Anche i suoi saggi hanno legami con personaggi che l’hanno coinvolto sia a livello di studi sia a livello di empatia: La musica, il tempo, l’eterno nella “Recherche” di Proust (Ricciardi, 1957); I quaderni di conversazione di Beethoven (id., 1962); La musica, il tempo, l’eterno nella “Recherche” di Proust (id., 1967); Beethoven nei suoi quaderni di conversazione (Laterza, 1970); Il nipote di Beethoven (Einaudi, 1972); Goethe, Beethoven e il demonico (id., 1976); L’idea della Chartreuse. Saggi stendhaliani (id., 1980); Il mio Morandi (id., 1982).
«Oltre ai capolavori cercati – si legge nel saggio di Carrera, storico e critico d’arte, antropologo, docente di Estetica – con un’ostinazione che forse non sarebbe spiaciuta al nostro ospite, la mostra presenta al pubblico una selezione di preziosi documenti provenienti dall’archivio della Fondazione, alcuni dei quali mai mostrati al pubblico: dai Livres d’or della villa alle corrispondenze con artisti, letterati e personalità del XX secolo (Morandi, Montale, Burri, de Pisis, Guttuso ecc.); dalle fotografie ai filmati d’epoca (compresi i due unici conosciuti con la presenza di Morandi); dai libri agli spartiti e ai vinili della sua collezione (con preziose dediche degli autori); dalle edizioni di pregio (da Dürer a Bodoni fino a Manzù) fino ai libri scritti dallo stesso Magnani su arte, musica e letteratura» (pp. 26-27).

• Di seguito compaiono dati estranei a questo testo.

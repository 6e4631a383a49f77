//! Race Session State Machine
//!
//! Status transitions, start preconditions, and the room mutations that the
//! lobby operations perform. The room service applies these rules; the
//! session applies the same ones before sending a request so that a doomed
//! call fails locally.

use crate::error::{ArenaError, Result};
use crate::types::*;
use rand::Rng;
use rand::seq::SliceRandom;
use std::collections::BTreeSet;

/// Whether `from -> to` is a legal status change.
pub fn can_transition(from: RoomStatus, to: RoomStatus) -> bool {
    use RoomStatus::*;
    from == to
        || matches!(
            (from, to),
            (Waiting, Selecting)
                | (Selecting, Waiting)
                | (Waiting, Countdown)
                | (Selecting, Countdown)
                | (Countdown, Racing)
                | (Racing, Finished)
                | (Finished, Waiting)
        )
}

pub fn ensure_transition(from: RoomStatus, to: RoomStatus) -> Result<()> {
    if can_transition(from, to) {
        Ok(())
    } else {
        Err(ArenaError::InvalidTransition { from, to })
    }
}

/// Preconditions for leaving the lobby.
pub fn check_start(room: &Room, requester: &str) -> Result<()> {
    if !room.is_host(requester) {
        return Err(ArenaError::NotAuthorized(
            "only the host can start the race".into(),
        ));
    }
    ensure_transition(room.status, RoomStatus::Countdown)?;
    if room.status == RoomStatus::Countdown {
        return Err(ArenaError::AlreadyStarted);
    }

    match room.mode {
        GameMode::FreeForAll => {
            let distinct: BTreeSet<u32> =
                room.contenders().filter_map(|p| p.chosen_racer_id).collect();
            if distinct.len() < 2 {
                return Err(ArenaError::NotEnoughRacers {
                    required: 2,
                    found: distinct.len(),
                });
            }
        }
        GameMode::Relay => {
            let a = room.team_members(Team::A).count();
            let b = room.team_members(Team::B).count();
            if a == 0 || b == 0 {
                return Err(ArenaError::NotEnoughRacers {
                    required: 2,
                    found: a + b,
                });
            }
            if a != b {
                return Err(ArenaError::UnbalancedTeams { a, b });
            }
        }
    }

    if room
        .participants
        .iter()
        .any(|p| !p.is_ready && !room.is_host(&p.id))
    {
        return Err(ArenaError::NotAllReady);
    }
    Ok(())
}

/// Preconditions for a rematch.
pub fn check_rematch(room: &Room, requester: &str) -> Result<()> {
    if !room.is_host(requester) {
        return Err(ArenaError::NotAuthorized(
            "only the host can start a rematch".into(),
        ));
    }
    if room.status != RoomStatus::Finished {
        return Err(ArenaError::InvalidTransition {
            from: room.status,
            to: RoomStatus::Waiting,
        });
    }
    Ok(())
}

fn lobby_member<'a>(room: &'a mut Room, participant_id: &str) -> Result<&'a mut Participant> {
    if !room.status.is_lobby() {
        return Err(ArenaError::AlreadyStarted);
    }
    room.participant_mut(participant_id)
        .ok_or(ArenaError::NotAMember)
}

/// Toggle a racer choice. Re-selecting one's own racer clears it.
pub fn apply_racer_choice(room: &mut Room, participant_id: &str, racer_id: u32) -> Result<()> {
    if room
        .owner_of(racer_id)
        .is_some_and(|owner| owner.id != participant_id)
    {
        return Err(ArenaError::RacerTaken(racer_id));
    }
    let participant = lobby_member(room, participant_id)?;
    participant.chosen_racer_id = if participant.chosen_racer_id == Some(racer_id) {
        None
    } else {
        Some(racer_id)
    };
    if participant.chosen_racer_id.is_none() {
        participant.is_ready = false;
    }
    Ok(())
}

pub fn apply_team_choice(room: &mut Room, participant_id: &str, team: Team) -> Result<()> {
    if room.mode != GameMode::Relay {
        return Err(ArenaError::WrongMode);
    }
    let participant = lobby_member(room, participant_id)?;
    participant.team = Some(team);
    participant.runner_order = None;
    Ok(())
}

pub fn apply_ready_toggle(room: &mut Room, participant_id: &str) -> Result<()> {
    let participant = lobby_member(room, participant_id)?;
    participant.is_ready = !participant.is_ready;
    Ok(())
}

pub fn apply_runner_orders(
    room: &mut Room,
    requester: &str,
    assignments: &[RunnerAssignment],
) -> Result<()> {
    if room.mode != GameMode::Relay {
        return Err(ArenaError::WrongMode);
    }
    if !room.is_host(requester) {
        return Err(ArenaError::NotAuthorized(
            "only the host can assign runner orders".into(),
        ));
    }
    if !room.status.is_lobby() {
        return Err(ArenaError::AlreadyStarted);
    }
    for assignment in assignments {
        let participant = room
            .participant_mut(&assignment.participant_id)
            .ok_or(ArenaError::NotAMember)?;
        participant.runner_order = Some(assignment.order);
    }
    Ok(())
}

/// Random running order per relay team, numbered from 1.
pub fn shuffle_runner_orders<R: Rng + ?Sized>(room: &Room, rng: &mut R) -> Vec<RunnerAssignment> {
    let mut assignments = Vec::new();
    for team in Team::ALL {
        let mut members: Vec<&str> = room.team_members(team).map(|p| p.id.as_str()).collect();
        members.shuffle(rng);
        assignments.extend(members.into_iter().enumerate().map(|(i, id)| {
            RunnerAssignment {
                participant_id: id.to_string(),
                order: i as u32 + 1,
            }
        }));
    }
    assignments
}

/// Fresh racers for the room's current choices.
///
/// Free-for-all gets one racer per distinct chosen id. Relay gets one leg per
/// team member, ordered by assigned runner order (join order breaks ties and
/// fills gaps), plus fresh team progress.
pub fn initial_racers(room: &Room) -> (Vec<Racer>, Option<RelayState>) {
    match room.mode {
        GameMode::FreeForAll => {
            let ids: BTreeSet<u32> = room.contenders().filter_map(|p| p.chosen_racer_id).collect();
            let racers = ids
                .into_iter()
                .map(|id| Racer::FreeForAll(RacerState::new(id)))
                .collect();
            (racers, None)
        }
        GameMode::Relay => {
            let mut racers = Vec::new();
            let mut totals = [0u32; 2];
            for (slot, team) in Team::ALL.into_iter().enumerate() {
                let mut members: Vec<&Participant> = room.team_members(team).collect();
                members.sort_by_key(|p| (p.runner_order.unwrap_or(u32::MAX), p.joined_at));
                totals[slot] = members.len() as u32;
                for (i, member) in members.into_iter().enumerate() {
                    let mut leg = Racer::RelayLeg(RelayLegState {
                        id: racers.len() as u32,
                        participant_id: member.id.clone(),
                        team,
                        runner_order: i as u32 + 1,
                        position: 0.0,
                        speed: 0.0,
                        status: StatusEffect::Normal,
                        direction: Direction::Waiting,
                        finish_time: None,
                    });
                    leg.reset();
                    racers.push(leg);
                }
            }
            let relay = RelayState {
                team_a: RelayTeamState::new(totals[0]),
                team_b: RelayTeamState::new(totals[1]),
            };
            (racers, Some(relay))
        }
    }
}

/// First write after `startGame`: countdown value plus fresh racers.
pub fn start_patch(room: &Room, countdown_seconds: u32) -> RoomPatch {
    let (racers, relay) = initial_racers(room);
    RoomPatch::default()
        .status(RoomStatus::Countdown)
        .countdown(countdown_seconds)
        .race_start_time(None)
        .race_end_time(None)
        .racers(racers)
        .relay(relay)
}

/// One step of the shared countdown.
#[derive(Debug, Clone, Copy, PartialEq, Eq)]
pub enum CountdownStep {
    /// Persist this remaining value.
    Tick(u32),
    /// Counter reached zero: stamp `raceStartTime` and go.
    Go,
}

pub fn countdown_step(current: u32) -> CountdownStep {
    match current.saturating_sub(1) {
        0 => CountdownStep::Go,
        n => CountdownStep::Tick(n),
    }
}

pub fn countdown_patch(remaining: u32) -> RoomPatch {
    RoomPatch::default().countdown(remaining)
}

pub fn race_start_patch(now_ms: u64) -> RoomPatch {
    RoomPatch::default()
        .status(RoomStatus::Racing)
        .countdown(0)
        .race_start_time(Some(now_ms))
}

/// Back to the lobby.
///
/// A quick rematch keeps choices and readiness; racers go back to the line.
/// A full reset also clears every participant's choices.
pub fn rematch_patch(room: &Room, kind: RematchKind) -> RoomPatch {
    let patch = RoomPatch::default()
        .status(RoomStatus::Waiting)
        .countdown(0)
        .race_start_time(None)
        .race_end_time(None)
        .relay(None);
    match kind {
        RematchKind::Quick => {
            let mut racers = room.racers.clone();
            racers.iter_mut().for_each(Racer::reset);
            patch.racers(racers)
        }
        RematchKind::Full => patch.racers(Vec::new()).reset_participants(),
    }
}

Magnani ha dedicato quasi tutta la sua vita alla cultura e frequentato i più grandi artisti del suo tempo, collezionato numerose opere, comprate o regalategli dagli amici pittori. «Oltre ai celeberrimi capolavori dal XII al XIX secolo – è Stefano Roffi, che è anche direttore scientifico della Fondazione Magnani Rocca, che ci svela il sofisticato progetto intellettuale nelle scelte artistiche di Luigi Magnani –, la collezione di opere d’arte appartenuta a Luigi Magnani, esposta nella sede della Fondazione da lui voluta, non offre minori sorprese per quanto riguarda il Novecento. Nello scegliere gli artisti contemporanei, Magnani dimostrò un intuito risoluto, che non lo fece dubitare di fronte alle più azzardate novità espressive, e anzi lo stimolò a trovare la continuità della personale storia dell’arte che stava scrivendo alle pareti dei saloni della sua villa, anche in un’epoca che, rispetto al passato, pareva aver rotto molti vincoli di linguaggio e di contenuto. Per essere degne di entrare nella Villa dei Capolavori, le opere dovevano corrispondere alla sua idea dell’arte, e della qualità nell’arte; un’idea alta, aristocratica, che non variava tra pittura, musica e letteratura, gli interessi culturali che Magnani coltivava alla ricerca di correspondances baudelairiane».
Da residenza di famiglia, ora la Villa dei Capolavori, dove Magnani creò la sua Fondazione, è una sontuosa casa-museo, “un museo dell’anima”, aperta al pubblico per la prima volta nell’aprile 1990, assunta a testimone di Parma capitale della cultura 2020 e questo volume, nell’attesa di poter aprire la mostra al pubblico, lo certifica.